UNITED STATES
SECURITIES AND EXCHANGE COMMISSION
Washington, D.C. 20549
FORM 8-K
CURRENT REPORT
Pursuant to Section 13 or 15(d) of the Securities Exchange Act of 1934
Date of Report (Date of earliest event reported): April 8, 2008 [April 7, 2008]
CHINA TITANIUM & CHEMICAL CORP.
(Exact name of registrant as specified in its charter)
Nevada (State or other jurisdiction of incorporation) | |
000-18272 (Commission File Number) | |
87-0467339 (IRS Employer Identification No.) |
1530 - 9 Avenue S.E., Calgary, Alberta, Canada T2G 0T7
(Address of principal executive offices) (Zip Code)
(403) 693-8000
Registrant’s telephone number, including area code
Not applicable
(Former name or former address, if changed since last report)
Check the appropriate box below if the Form 8-K filing is intended to simultaneously satisfy the filing obligation of the registrant under any of the following provisions (see General Instruction A.2. below):
¨Written communications pursuant to Rule 425 under the Securities Act (17 CFR 230.425)
¨Soliciting material pursuant to Rule 14a-12 under the Exchange Act (17 CFR 240.14a-12)
¨Pre-commencement communications pursuant to Rule 14d-2(b) under the Exchange Act (17 CFR 240.14d-2(b))
¨Pre-commencement communications pursuant to Rule 13e-4(c) under the Exchange Act (17 CFR 240.13e-4(c))
ITEM 1.01
ENTRY INTO A MATERIAL DEFINITIVE AGREEMENT
On April 2, 2008, the Company accepted subscriptions pursuant to a private placement as described below under Item 3.02.
On April 7, 2008, China Titanium & Chemical Corp. (the “Company”) executed a Share Exchange Agreement effective as of April 1, 2008 (the “Exchange Agreement”) between 1010423651 Saskatchewan Ltd. (dba Far Vista Studios), Far Vista Holdings Inc., a private Saskatchewan corporation and the Company.

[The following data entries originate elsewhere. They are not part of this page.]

//! The element handler tree.
//!
//! A handler owns one element name. While its element is open it may accept
//! scalar children into a [`FieldAccumulator`] and may own nested handlers for
//! structured children (repeating groups, sub-records). When its element
//! closes the [`Dispatcher`](crate::dispatcher::Dispatcher) calls
//! [`ElementHandler::end_element`] and then [`ElementHandler::reset`], so no
//! value from one message is visible while decoding the next.
//!
//! Handlers are built once and live as long as the connection. Specialized
//! handlers (account state, orders, ...) live in [`crate::handlers`]; this
//! module provides the trait plus two generic building blocks:
//! [`CompositeHandler`] and the root-level [`HandlerRegistry`].

use std::collections::HashMap;
use std::fmt;

use crate::fields::FieldAccumulator;
use crate::listener::Listeners;

// ============================================================================
// ElementHandler
// ============================================================================

/// One node of the decoding tree.
pub trait ElementHandler: Send {
    /// The element name this handler owns. Unique among its siblings.
    fn element_name(&self) -> &str;

    /// Scalar children accumulated in this handler's scope, if it has any.
    fn fields(&self) -> Option<&FieldAccumulator> {
        None
    }

    fn fields_mut(&mut self) -> Option<&mut FieldAccumulator> {
        None
    }

    /// The nested handler registered for child element `name`.
    fn child_mut(&mut self, _name: &str) -> Option<&mut (dyn ElementHandler + 'static)> {
        None
    }

    /// The handler's own element closed. `content` is the text that appeared
    /// directly inside it (empty for purely structural elements).
    fn end_element(&mut self, content: &str);

    /// Clear the scope opened by this handler's element.
    ///
    /// Repeating-group handlers keep the records they collected for their
    /// parent; the parent takes or clears them when its own element closes.
    fn reset(&mut self) {
        if let Some(fields) = self.fields_mut() {
            fields.reset();
        }
    }

    /// Whether `name` is a scalar child recorded into this handler's fields.
    fn accepts_field(&self, name: &str) -> bool {
        self.fields().is_some_and(|f| f.is_declared(name))
    }
}

// ============================================================================
// CompositeHandler
// ============================================================================

/// A general-purpose handler: a named element with declared scalar fields
/// and optional nested handlers.
///
/// On close it hands its accumulated fields to every registered listener,
/// which can read them with the typed getters.
pub struct CompositeHandler {
    name: String,
    fields: FieldAccumulator,
    children: HashMap<String, Box<dyn ElementHandler>>,
    listeners: Listeners<FieldAccumulator>,
}

impl CompositeHandler {
    pub fn new(name: impl Into<String>) -> Self {
        Self {
            name: name.into(),
            fields: FieldAccumulator::new(),
            children: HashMap::new(),
            listeners: Listeners::new(),
        }
    }

    pub fn with_field(mut self, name: &'static str) -> Self {
        self.fields.declare(name);
        self
    }

    pub fn with_fields(mut self, names: &[&'static str]) -> Self {
        for name in names {
            self.fields.declare(name);
        }
        self
    }

    /// Add a nested handler, replacing any child with the same element name.
    pub fn with_child(mut self, child: impl ElementHandler + 'static) -> Self {
        self.children
            .insert(child.element_name().to_string(), Box::new(child));
        self
    }

    /// Register a listener receiving the scope's fields when the element closes.
    pub fn on_close<F>(&mut self, listener: F)
    where
        F: FnMut(&FieldAccumulator) + Send + 'static,
    {
        self.listeners.register(listener);
    }
}

impl ElementHandler for CompositeHandler {
    fn element_name(&self) -> &str {
        &self.name
    }

    fn fields(&self) -> Option<&FieldAccumulator> {
        Some(&self.fields)
    }

    fn fields_mut(&mut self) -> Option<&mut FieldAccumulator> {
        Some(&mut self.fields)
    }

    fn child_mut(&mut self, name: &str) -> Option<&mut (dyn ElementHandler + 'static)> {
        self.children.get_mut(name).map(|child| child.as_mut())
    }

    fn end_element(&mut self, _content: &str) {
        if self.listeners.publish(&self.fields) == 0 {
            tracing::trace!(element = %self.name, "closed with no listeners");
        }
    }
}

impl fmt::Debug for CompositeHandler {
    fn fmt(&self, f: &mut fmt::Formatter<'_>) -> fmt::Result {
        f.debug_struct("CompositeHandler")
            .field("name", &self.name)
            .field("fields", &self.fields)
            .field("children", &self.children.keys().collect::<Vec<_>>())
            .field("listeners", &self.listeners)
            .finish()
    }
}

// ============================================================================
// HandlerRegistry
// ============================================================================

/// Root of an ad-hoc handler tree: top-level handlers keyed by element name.
///
/// The registry itself owns no element; it never receives text and its
/// `end_element` is never called by the dispatcher.
#[derive(Default)]
pub struct HandlerRegistry {
    handlers: HashMap<String, Box<dyn ElementHandler>>,
}

impl HandlerRegistry {
    pub fn new() -> Self {
        Self::default()
    }

    /// Register a top-level handler. Returns the handler it replaced, if any.
    pub fn register(
        &mut self,
        handler: impl ElementHandler + 'static,
    ) -> Option<Box<dyn ElementHandler>> {
        self.handlers
            .insert(handler.element_name().to_string(), Box::new(handler))
    }

    pub fn with(mut self, handler: impl ElementHandler + 'static) -> Self {
        self.register(handler);
        self
    }

    pub fn contains(&self, name: &str) -> bool {
        self.handlers.contains_key(name)
    }

    pub fn len(&self) -> usize {
        self.handlers.len()
    }

    pub fn is_empty(&self) -> bool {
        self.handlers.is_empty()
    }
}

impl ElementHandler for HandlerRegistry {
    fn element_name(&self) -> &str {
        ""
    }

    fn child_mut(&mut self, name: &str) -> Option<&mut (dyn ElementHandler + 'static)> {
        self.handlers.get_mut(name).map(|handler| handler.as_mut())
    }

    fn end_element(&mut self, _content: &str) {}
}

impl fmt::Debug for HandlerRegistry {
    fn fmt(&self, f: &mut fmt::Formatter<'_>) -> fmt::Result {
        f.debug_struct("HandlerRegistry")
            .field("handlers", &self.handlers.keys().collect::<Vec<_>>())
            .finish()
    }
}
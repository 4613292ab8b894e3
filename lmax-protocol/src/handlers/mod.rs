//! Specialized handlers, one module per LMAX message.
//!
//! Each message handler owns its scalar fields, any nested repeating-group
//! handlers, and the listeners for the events it builds.
//! [`stream::EventStreamHandler`] wires the event-stream handlers under one
//! root; [`response::ResponseDocument`] does the same for instruction
//! responses.

pub mod account;
pub mod historic;
pub mod order;
pub mod position;
pub mod response;
pub mod stream;

pub use account::{AccountStateHandler, WalletsHandler};
pub use historic::{HistoricMarketDataHandler, UrlHandler};
pub use order::{ExecutionGroup, ExecutionRecord, ExecutionsHandler, OrderEventHandler};
pub use position::PositionHandler;
pub use response::{InstructionResponseHandler, ResponseDocument};
pub use stream::EventStreamHandler;
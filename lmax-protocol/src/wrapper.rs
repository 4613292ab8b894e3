//! LMAX event types for channel delivery.
//!
//! Defines `LmaxEvent`, one variant per event the decoder can produce. Code
//! that prefers a single stream of events over per-message callbacks receives
//! them through the `tokio::sync::mpsc::UnboundedReceiver<LmaxEvent>` returned
//! by [`MessageReader::spawn`](crate::reader::MessageReader::spawn), or wires
//! its own channel with
//! [`EventStreamHandler::forward_to`](crate::handlers::stream::EventStreamHandler::forward_to).

use crate::models::account::AccountStateEvent;
use crate::models::market_data::HistoricMarketDataEvent;
use crate::models::order::{Execution, Order};
use crate::models::position::PositionEvent;

// ============================================================================
// LmaxEvent
// ============================================================================

/// Every event the LMAX event stream decodes to.
///
/// ## Usage
///
/// ```rust,ignore
/// let (mut rx, handle) = MessageReader::new(stream).spawn();
///
/// while let Some(event) = rx.recv().await {
///     match event {
///         LmaxEvent::AccountState(state) => { /* ... */ },
///         LmaxEvent::Execution(execution) => { /* ... */ },
///         LmaxEvent::StreamClosed => break,
///         _ => {}
///     }
/// }
/// ```
#[derive(Debug, Clone, PartialEq, Eq)]
#[allow(clippy::large_enum_variant)]
pub enum LmaxEvent {
    // ========================================================================
    // Account
    // ========================================================================

    /// An `accountState` message closed.
    AccountState(AccountStateEvent),

    /// A `position` message closed.
    Position(PositionEvent),

    // ========================================================================
    // Orders
    // ========================================================================

    /// An `order` message closed. Sent before the order's executions.
    Order(Order),

    /// One `execution` inside an `order`, carrying a copy of that order.
    Execution(Execution),

    // ========================================================================
    // Market data
    // ========================================================================

    /// A `historicMarketData` message closed.
    HistoricMarketData(HistoricMarketDataEvent),

    // ========================================================================
    // Stream
    // ========================================================================

    /// Decoding stopped on a fatal error. Followed by `StreamClosed`.
    Error(String),

    /// The underlying stream ended. Always the last event.
    StreamClosed,
}

impl LmaxEvent {
    /// The wire element that produced this event, if any.
    pub fn element_name(&self) -> Option<&'static str> {
        use crate::protocol::element;
        match self {
            Self::AccountState(_) => Some(element::ACCOUNT_STATE),
            Self::Position(_) => Some(element::POSITION),
            Self::Order(_) => Some(element::ORDER),
            Self::Execution(_) => Some(element::EXECUTION),
            Self::HistoricMarketData(_) => Some(element::HISTORIC_MARKET_DATA),
            Self::Error(_) | Self::StreamClosed => None,
        }
    }
}

#[cfg(test)]
mod tests {
    use super::*;

    #[test]
    fn element_names() {
        assert_eq!(
            LmaxEvent::AccountState(AccountStateEvent::default()).element_name(),
            Some("accountState")
        );
        assert_eq!(
            LmaxEvent::Execution(Execution::default()).element_name(),
            Some("execution")
        );
        assert_eq!(LmaxEvent::StreamClosed.element_name(), None);
    }
}
// ============================================================================
// Subscriptions
// ============================================================================

/// Enable one kind of event on the session's event stream.
#[derive(Debug, Clone, Copy, PartialEq, Eq, Serialize, Deserialize)]
#[serde(rename_all = "camelCase")]
pub struct SubscriptionRequest {
    pub subscription_type: SubscriptionType,
}

impl SubscriptionRequest {
    pub fn new(subscription_type: SubscriptionType) -> Self {
        Self { subscription_type }
    }
}

impl Request for SubscriptionRequest {
    fn uri(&self) -> &'static str {
        uri::SUBSCRIBE
    }

    fn write_body(&self, enc: &mut MessageEncoder) {
        enc.start_element(request::SUBSCRIPTION)
            .value(request::TYPE, &self.subscription_type)
            .end_element(request::SUBSCRIPTION);
    }
}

Under the terms of the Exchange Agreement the Company agreed to acquire, all of the issued and outstanding shares of Far Vista Holdings Inc., a wholly owned subsidiary of Far Vista Studios. The proposed acquisition will result in Far Vista Holdings Inc. becoming a wholly-owned subsidiary of China Titanium upon closing. The Exchange Agreement calls for the issuance of a total of 10,416,600 shares of the Class A common stock of the Company to Far Vista Studios in exchange to the transfer of all of the shares of Far Vista Holdings Inc. to the Company.
Closing of the Exchange Agreement is April 15, 2008, (the “Closing Date”) and is subject to, among other things, the following terms and conditions:
(a)
The satisfactory completion of due diligence investigations by both parties; and
(b)
Delivery of all financials of Far Vista Holdings Inc. required pursuant to applicable securities laws.
Following completion of all of the above conditions on the Closing Date: (i) all of the issued and outstanding shares of Far Vista Holdings Inc. will be transferred to the Company making the Company will be the sole shareholder of Far Vista Holdings Inc.; (ii) Far Vista Studios will receive an aggregate of 10,416,600 shares of Class A common stock of the Company; and (iii) the current directors of the Company will resign and Far Vista Studios will appoint directors and officers to the Company. After giving effect to the 3,000,000 shares of Class A common stock to be issued pursuant to the private placement, the 10,416,000 will represent approximately 53% of the total issued and outstanding Class A common shares of the Company. The closing of this transaction will effect a change in control of the Company.
Far Vista Holdings Inc. holds a Licensing Agreement for the worldwide rights to a computer game called “Run The Gauntlet”.
Following the completion of the acquisition of Far Vista, we will be engaged in the business of development, distribution, marketing and sales of video game software products and online video games.
ITEM 3.02
UNREGISTERED SALES OF EQUITY SECURITIES
Pursuant to private placements subscription agreements received on March 13, 2008, and accepted by the Company on April 2, 2008, the Company sold a total of 3,000,000 units of the Company’s Class A common stock, $0.001 par value, at a per share price of $0.10 per unit, each unit consisting of one share of Class A common stock and warrants to purchase one additional share of Class A common stock at a price of $0.20 per share exercisable on or before April 1, 2009. The Company received gross proceeds of $300,000 from the sale of the aforementioned securities. The private placement offering was conducted by the directors, officers and promoters of the Company. There were no commissions or finders fees paid in respect of this private placement.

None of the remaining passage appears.